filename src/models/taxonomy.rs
use serde::{Deserialize, Serialize};

#[derive(Debug, Clone, PartialEq, Serialize, Deserialize)]
pub struct City {
    pub id: i64,
    pub name: String,
}

/// Qualification level used by education entries.
#[derive(Debug, Clone, PartialEq, Serialize, Deserialize)]
pub struct Level {
    pub id: i64,
    pub name: String,
}

#[derive(Debug, Clone, PartialEq, Serialize, Deserialize)]
pub struct SkillType {
    pub id: i64,
    pub name: String,
}

#[derive(Debug, Clone, PartialEq, Serialize, Deserialize)]
pub struct Skill {
    pub id: i64,
    pub name: String,
    #[serde(default, alias = "type_id")]
    pub skill_type_id: Option<i64>,
}

#[derive(Debug, Clone, PartialEq, Serialize, Deserialize)]
pub struct Language {
    pub id: i64,
    pub name: String,
}
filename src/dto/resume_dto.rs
use bytes::Bytes;
use chrono::NaiveDate;
use serde::{Deserialize, Serialize};

use crate::models::candidate::Gender;
use crate::models::language::ProficiencyLevel;
use crate::models::ResumeId;
use crate::utils::time::deserialize_optional_date;

/// `GET /resumes/:id`, and the body returned by create/update.
#[derive(Debug, Clone, PartialEq, Serialize, Deserialize)]
pub struct ResumeDto {
    pub id: ResumeId,
    #[serde(default)]
    pub first_name: Option<String>,
    #[serde(default)]
    pub last_name: Option<String>,
    #[serde(default)]
    pub email: Option<String>,
    #[serde(default)]
    pub phone: Option<String>,
    #[serde(default)]
    pub address: Option<String>,
    #[serde(default, deserialize_with = "deserialize_optional_date")]
    pub birth_date: Option<NaiveDate>,
    #[serde(default)]
    pub gender: Option<Gender>,
    #[serde(default)]
    pub city_id: Option<i64>,
    /// Stored path of the uploaded CV document.
    #[serde(default)]
    pub cv: Option<String>,
    #[serde(default)]
    pub cover_letter: Option<String>,
}

/// One part of the multipart identity payload.
#[derive(Debug, Clone, PartialEq)]
pub enum PayloadValue {
    Text(String),
    File {
        file_name: String,
        mime: Option<String>,
        bytes: Bytes,
    },
}

impl PayloadValue {
    pub fn as_text(&self) -> Option<&str> {
        match self {
            PayloadValue::Text(text) => Some(text),
            PayloadValue::File { .. } => None,
        }
    }
}

/// `GET /resumes/:id/diplomes`
#[derive(Debug, Clone, PartialEq, Serialize, Deserialize)]
pub struct DiplomaDto {
    pub id: i64,
    #[serde(default)]
    pub level_id: Option<i64>,
    #[serde(default)]
    pub name: Option<String>,
    #[serde(default, deserialize_with = "deserialize_optional_date")]
    pub date: Option<NaiveDate>,
}

/// `GET /resumes/:id/experiences`
#[derive(Debug, Clone, PartialEq, Serialize, Deserialize)]
pub struct ExperienceDto {
    pub id: i64,
    #[serde(default)]
    pub company: Option<String>,
    #[serde(default)]
    pub title: Option<String>,
    #[serde(default, deserialize_with = "deserialize_optional_date")]
    pub start_date: Option<NaiveDate>,
    #[serde(default, deserialize_with = "deserialize_optional_date")]
    pub end_date: Option<NaiveDate>,
}

/// `GET /resumes/:id/skills`. Rows are either pivot records carrying
/// `skill_id`, or skill records themselves, in which case `id` is the skill.
#[derive(Debug, Clone, PartialEq, Serialize, Deserialize)]
pub struct ResumeSkillDto {
    pub id: i64,
    #[serde(default)]
    pub skill_id: Option<i64>,
}

impl ResumeSkillDto {
    pub fn skill_ref(&self) -> i64 {
        self.skill_id.unwrap_or(self.id)
    }
}

/// `GET /resumes/:id/languages`
#[derive(Debug, Clone, PartialEq, Serialize, Deserialize)]
pub struct ResumeLanguageDto {
    pub id: i64,
    #[serde(default)]
    pub language_id: Option<i64>,
    #[serde(default)]
    pub level: Option<ProficiencyLevel>,
}

#[cfg(test)]
mod tests {
    use super::*;

    #[test]
    fn resume_tolerates_timestamped_birth_date_and_missing_fields() {
        let dto: ResumeDto = serde_json::from_str(
            r#"{"id":12,"first_name":"Farrukh","birth_date":"1990-02-03 00:00:00","cv":null}"#,
        )
        .unwrap();
        assert_eq!(dto.id, ResumeId(12));
        assert_eq!(dto.birth_date, NaiveDate::from_ymd_opt(1990, 2, 3));
        assert!(dto.last_name.is_none());
        assert!(dto.cv.is_none());
    }

    #[test]
    fn skill_rows_resolve_either_shape() {
        let pivot: ResumeSkillDto = serde_json::from_str(r#"{"id":40,"skill_id":7}"#).unwrap();
        let plain: ResumeSkillDto = serde_json::from_str(r#"{"id":7,"name":"Rust"}"#).unwrap();
        assert_eq!(pivot.skill_ref(), 7);
        assert_eq!(plain.skill_ref(), 7);
    }
}
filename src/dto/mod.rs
pub mod batch_dto;
pub mod envelope_dto;
pub mod resume_dto;
pub mod session_dto;
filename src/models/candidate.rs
use bytes::Bytes;
use chrono::NaiveDate;
use serde::{Deserialize, Serialize};
use std::path::Path;
use validator::{Validate, ValidationError};

use crate::dto::resume_dto::ResumeDto;
use crate::error::Result;
use crate::utils::validation::{required, validate_optional_email};

/// One slot of a file-list field. Existing attachments are display-only and
/// are never re-uploaded; the backend keeps them unless a new file is picked.
#[derive(Debug, Clone, PartialEq)]
pub enum FileEntry {
    Existing {
        url: String,
        name: String,
    },
    Picked {
        file_name: String,
        mime: Option<String>,
        bytes: Bytes,
    },
}

impl FileEntry {
    /// Builds the display reference for a stored attachment path.
    pub fn existing(url: impl Into<String>) -> Self {
        let url = url.into();
        let name = url
            .rsplit('/')
            .next()
            .filter(|s| !s.is_empty())
            .unwrap_or(url.as_str())
            .to_string();
        FileEntry::Existing { url, name }
    }

    pub fn picked(file_name: impl Into<String>, bytes: impl Into<Bytes>) -> Self {
        let file_name = file_name.into();
        let mime = guess_mime(&file_name).map(str::to_string);
        FileEntry::Picked {
            file_name,
            mime,
            bytes: bytes.into(),
        }
    }

    pub async fn from_path(path: impl AsRef<Path>) -> Result<Self> {
        let path = path.as_ref();
        let data = tokio::fs::read(path).await?;
        let file_name = path
            .file_name()
            .and_then(|n| n.to_str())
            .unwrap_or("upload.bin")
            .to_string();
        Ok(FileEntry::picked(file_name, data))
    }

    pub fn is_new(&self) -> bool {
        matches!(self, FileEntry::Picked { .. })
    }

    pub fn display_name(&self) -> &str {
        match self {
            FileEntry::Existing { name, .. } => name,
            FileEntry::Picked { file_name, .. } => file_name,
        }
    }
}

fn guess_mime(file_name: &str) -> Option<&'static str> {
    let ext = Path::new(file_name)
        .extension()
        .and_then(|e| e.to_str())?
        .to_ascii_lowercase();
    match ext.as_str() {
        "pdf" => Some("application/pdf"),
        "doc" => Some("application/msword"),
        "docx" => Some("application/vnd.openxmlformats-officedocument.wordprocessingml.document"),
        "txt" => Some("text/plain"),
        "png" => Some("image/png"),
        "jpg" | "jpeg" => Some("image/jpeg"),
        _ => None,
    }
}

#[derive(Debug, Clone, Copy, PartialEq, Eq, Serialize, Deserialize)]
#[serde(rename_all = "lowercase")]
pub enum Gender {
    Male,
    Female,
}

impl Gender {
    pub fn as_str(self) -> &'static str {
        match self {
            Gender::Male => "male",
            Gender::Female => "female",
        }
    }
}

/// Editable identity data for one candidate.
#[derive(Debug, Clone, Default, PartialEq, Validate)]
pub struct IdentityForm {
    #[validate(custom(function = "validate_first_name"))]
    pub first_name: String,
    #[validate(custom(function = "validate_last_name"))]
    pub last_name: String,
    #[validate(custom(function = "validate_optional_email"))]
    pub email: Option<String>,
    pub phone: Option<String>,
    pub address: Option<String>,
    pub birth_date: Option<NaiveDate>,
    pub gender: Option<Gender>,
    pub city_id: Option<i64>,
    pub cv: Vec<FileEntry>,
    pub cover_letter: Vec<FileEntry>,
}

fn validate_first_name(value: &str) -> std::result::Result<(), ValidationError> {
    required(value, "First name is required")
}

fn validate_last_name(value: &str) -> std::result::Result<(), ValidationError> {
    required(value, "Last name is required")
}

impl From<ResumeDto> for IdentityForm {
    fn from(dto: ResumeDto) -> Self {
        Self {
            first_name: dto.first_name.unwrap_or_default(),
            last_name: dto.last_name.unwrap_or_default(),
            email: dto.email,
            phone: dto.phone,
            address: dto.address,
            birth_date: dto.birth_date,
            gender: dto.gender,
            city_id: dto.city_id,
            cv: dto.cv.into_iter().map(FileEntry::existing).collect(),
            cover_letter: dto.cover_letter.into_iter().map(FileEntry::existing).collect(),
        }
    }
}
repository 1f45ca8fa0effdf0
pub mod config;
pub mod dto;
pub mod error;
pub mod host;
pub mod models;
pub mod services;
pub mod utils;
pub mod wizard;

use std::sync::Arc;

use crate::config::Config;
use crate::error::Result;
use crate::services::notification_service::ToastLog;
use crate::services::resume_api_service::ResumeApi;
use crate::services::session_service::{LocalStore, Session};
use crate::wizard::{Wizard, WizardRoute};

/// Shared handles a wizard is opened with.
#[derive(Clone)]
pub struct AppState {
    pub session: Session,
    pub api: ResumeApi,
    pub toasts: Arc<ToastLog>,
}

impl AppState {
    pub fn new(config: &Config) -> Result<Self> {
        let session = Session::new(LocalStore::open(&config.session_store_path)?);
        let api = ResumeApi::from_config(config, session.clone())?;
        Ok(Self {
            session,
            api,
            toasts: Arc::new(ToastLog::new()),
        })
    }

    pub async fn open_wizard(&self, route: WizardRoute) -> Wizard {
        Wizard::open(self.api.clone(), self.toasts.clone(), route).await
    }
}
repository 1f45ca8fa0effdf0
pub mod time;
pub mod validation;
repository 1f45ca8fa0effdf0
use tracing::{info, warn};

use crate::dto::batch_dto::DiplomaPayload;
use crate::error::{Error, Result};
use crate::models::education::{EducationEntry, EducationField};
use crate::models::taxonomy::Level;
use crate::models::{ClientKey, ResumeId};
use crate::services::resume_api_service::ResumeApi;
use crate::wizard::entry_list::EntryList;
use crate::wizard::MISSING_CANDIDATE;

pub const INCOMPLETE_EDUCATION: &str =
    "Add at least one complete education entry (level, name and date)";

/// Stage 2: qualifications.
#[derive(Debug, Clone, Default)]
pub struct EducationStage {
    resume_id: Option<ResumeId>,
    levels: Vec<Level>,
    entries: EntryList<EducationEntry>,
    loading: bool,
}

impl EducationStage {
    pub fn blank(resume_id: Option<ResumeId>) -> Self {
        Self {
            resume_id,
            ..Default::default()
        }
    }

    pub async fn mount(api: &ResumeApi, resume_id: Option<ResumeId>) -> Result<Self> {
        let (levels, stored) = match resume_id {
            Some(id) => tokio::try_join!(api.levels(), api.resume_diplomas(id))?,
            None => (api.levels().await?, Vec::new()),
        };
        let loaded = stored
            .into_iter()
            .map(|d| {
                (
                    Some(d.id),
                    EducationEntry {
                        level_id: d.level_id,
                        name: d.name.unwrap_or_default(),
                        date: d.date,
                    },
                )
            })
            .collect();
        Ok(Self {
            resume_id,
            levels,
            entries: EntryList::seeded(loaded),
            loading: false,
        })
    }

    pub fn levels(&self) -> &[Level] {
        &self.levels
    }

    pub fn entries(&self) -> &EntryList<EducationEntry> {
        &self.entries
    }

    pub fn is_loading(&self) -> bool {
        self.loading
    }

    /// Drops every row, leaving a single blank one.
    pub fn clear(&mut self) {
        self.entries = EntryList::default();
    }

    pub fn add(&mut self) -> ClientKey {
        self.entries.add()
    }

    pub fn update(&mut self, key: ClientKey, field: EducationField) -> bool {
        self.entries.update(key, field)
    }

    pub fn remove(&mut self, key: ClientKey) -> bool {
        self.entries.remove(key)
    }

    pub fn is_valid(&self) -> bool {
        self.entries.has_complete()
    }

    pub async fn submit(&mut self, api: &ResumeApi) -> Result<()> {
        let resume_id = self.resume_id.ok_or_else(|| Error::guard(MISSING_CANDIDATE))?;
        if !self.is_valid() {
            warn!(resume_id = %resume_id, "education submit blocked: no complete entry");
            return Err(Error::guard(INCOMPLETE_EDUCATION));
        }
        let diplomas = diploma_payload(&self.entries, resume_id);
        let count = diplomas.len();

        self.loading = true;
        let outcome = api.store_diplomas(diplomas).await;
        self.loading = false;
        outcome?;

        info!(resume_id = %resume_id, count, "education saved");
        Ok(())
    }
}

/// Complete entries only, in list order.
pub fn diploma_payload(entries: &EntryList<EducationEntry>, resume_id: ResumeId) -> Vec<DiplomaPayload> {
    entries
        .complete_entries()
        .filter_map(|e| {
            Some(DiplomaPayload {
                resume_id,
                level_id: e.level_id?,
                name: e.name.trim().to_string(),
                date: e.date?,
            })
        })
        .collect()
}
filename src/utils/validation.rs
use std::borrow::Cow;
use validator::{Validate, ValidateEmail, ValidationError};

pub fn validate<T: Validate>(val: &T) -> Result<(), validator::ValidationErrors> {
    val.validate()
}

pub fn is_blank(value: &str) -> bool {
    value.trim().is_empty()
}

pub fn non_blank(value: Option<&str>) -> Option<&str> {
    value.filter(|v| !is_blank(v))
}

/// Rejects empty and whitespace-only text.
pub fn required(value: &str, message: &'static str) -> Result<(), ValidationError> {
    if is_blank(value) {
        return Err(new_validation_error("required", message));
    }
    Ok(())
}

/// A blank email counts as not given; anything else must be well-formed.
pub fn validate_optional_email(value: &str) -> Result<(), ValidationError> {
    if is_blank(value) || value.trim().validate_email() {
        return Ok(());
    }
    Err(new_validation_error("email", "Email is not valid"))
}

fn new_validation_error(code: &'static str, msg: &'static str) -> ValidationError {
    let mut err = ValidationError::new(code);
    err.message = Some(Cow::Borrowed(msg));
    err
}
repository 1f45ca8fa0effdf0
use indexmap::IndexMap;

use crate::services::notification_service::Notice;

pub type Result<T> = std::result::Result<T, Error>;

pub const FALLBACK_MESSAGE: &str = "Something went wrong, please try again.";

#[derive(Debug, thiserror::Error)]
pub enum Error {
    #[error("Configuration error: {0}")]
    Config(String),

    #[error("Unauthorized: {0}")]
    Unauthorized(String),

    #[error("Not found: {0}")]
    NotFound(String),

    /// Field-level rejection returned by the backend (HTTP 422).
    #[error("Validation failed: {message}")]
    Validation {
        message: String,
        fields: IndexMap<String, Vec<String>>,
    },

    /// Client-side guard; no request was sent.
    #[error("{0}")]
    Guard(String),

    #[error("Form is invalid: {0}")]
    FormInvalid(#[from] validator::ValidationErrors),

    #[error("API error ({status}): {message}")]
    Api { status: u16, message: String },

    #[error("HTTP error: {0}")]
    Reqwest(#[from] reqwest::Error),

    #[error("JSON error: {0}")]
    Json(#[from] serde_json::Error),

    #[error("Invalid URL: {0}")]
    Url(#[from] url::ParseError),

    #[error("IO error: {0}")]
    Io(#[from] std::io::Error),
}

impl Error {
    pub fn guard(message: impl Into<String>) -> Self {
        Error::Guard(message.into())
    }

    /// First message of the first field the backend listed.
    pub fn first_field_message(&self) -> Option<&str> {
        match self {
            Error::Validation { fields, .. } => fields
                .values()
                .flat_map(|messages| messages.iter())
                .map(String::as_str)
                .next(),
            _ => None,
        }
    }

    /// Converts the error into the toast shown to the user.
    pub fn notice(&self) -> Notice {
        match self {
            Error::Guard(msg) => Notice::warning(msg.clone()),
            Error::FormInvalid(errors) => {
                let mut fields: Vec<_> = errors.field_errors().into_iter().collect();
                fields.sort_by(|a, b| a.0.cmp(&b.0));
                let message = fields
                    .into_iter()
                    .find_map(|(field, errs)| {
                        errs.first().map(|e| match &e.message {
                            Some(msg) => msg.to_string(),
                            None => format!("{} is invalid", field),
                        })
                    })
                    .unwrap_or_else(|| FALLBACK_MESSAGE.to_string());
                Notice::warning(message)
            }
            Error::Validation { message, .. } => {
                let text = self
                    .first_field_message()
                    .map(str::to_string)
                    .or_else(|| Some(message.clone()).filter(|m| !m.trim().is_empty()))
                    .unwrap_or_else(|| FALLBACK_MESSAGE.to_string());
                Notice::error(text)
            }
            Error::Unauthorized(msg) | Error::NotFound(msg) => Notice::error(msg.clone()),
            Error::Api { message, .. } if !message.trim().is_empty() => {
                Notice::error(message.clone())
            }
            _ => Notice::error(FALLBACK_MESSAGE),
        }
    }
}
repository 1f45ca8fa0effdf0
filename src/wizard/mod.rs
pub mod education_stage;
pub mod entry_list;
pub mod experience_stage;
pub mod identity_stage;
pub mod languages_stage;
pub mod orchestrator;
pub mod route;
pub mod skills_stage;

pub use orchestrator::{StageView, Transition, Wizard};
pub use route::WizardRoute;

pub(crate) const MISSING_CANDIDATE: &str = "Save the candidate's personal details first";

/// The five intake stages, in order.
#[derive(Debug, Clone, Copy, PartialEq, Eq, PartialOrd, Ord, Hash)]
pub enum Stage {
    Identity,
    Education,
    Experience,
    Skills,
    Languages,
}

impl Stage {
    pub const ALL: [Stage; 5] = [
        Stage::Identity,
        Stage::Education,
        Stage::Experience,
        Stage::Skills,
        Stage::Languages,
    ];

    pub fn index(self) -> usize {
        self as usize
    }

    pub fn from_index(index: usize) -> Option<Self> {
        Self::ALL.get(index).copied()
    }

    /// Clamped at the last stage.
    pub fn next(self) -> Self {
        Self::from_index(self.index() + 1).unwrap_or(Stage::Languages)
    }

    /// Clamped at the first stage.
    pub fn previous(self) -> Self {
        self.index()
            .checked_sub(1)
            .and_then(Self::from_index)
            .unwrap_or(Stage::Identity)
    }

    pub fn is_last(self) -> bool {
        self == Stage::Languages
    }

    pub fn title(self) -> &'static str {
        match self {
            Stage::Identity => "Personal details",
            Stage::Education => "Education",
            Stage::Experience => "Experience",
            Stage::Skills => "Skills",
            Stage::Languages => "Languages",
        }
    }
}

━━━━━━━━━━━━━━━━━━━━━━━━━━━━━━

Problem to work on: For the word "Unauthorized", say how many lines of the data include it, with nothing else in the reply.

Final answer: 3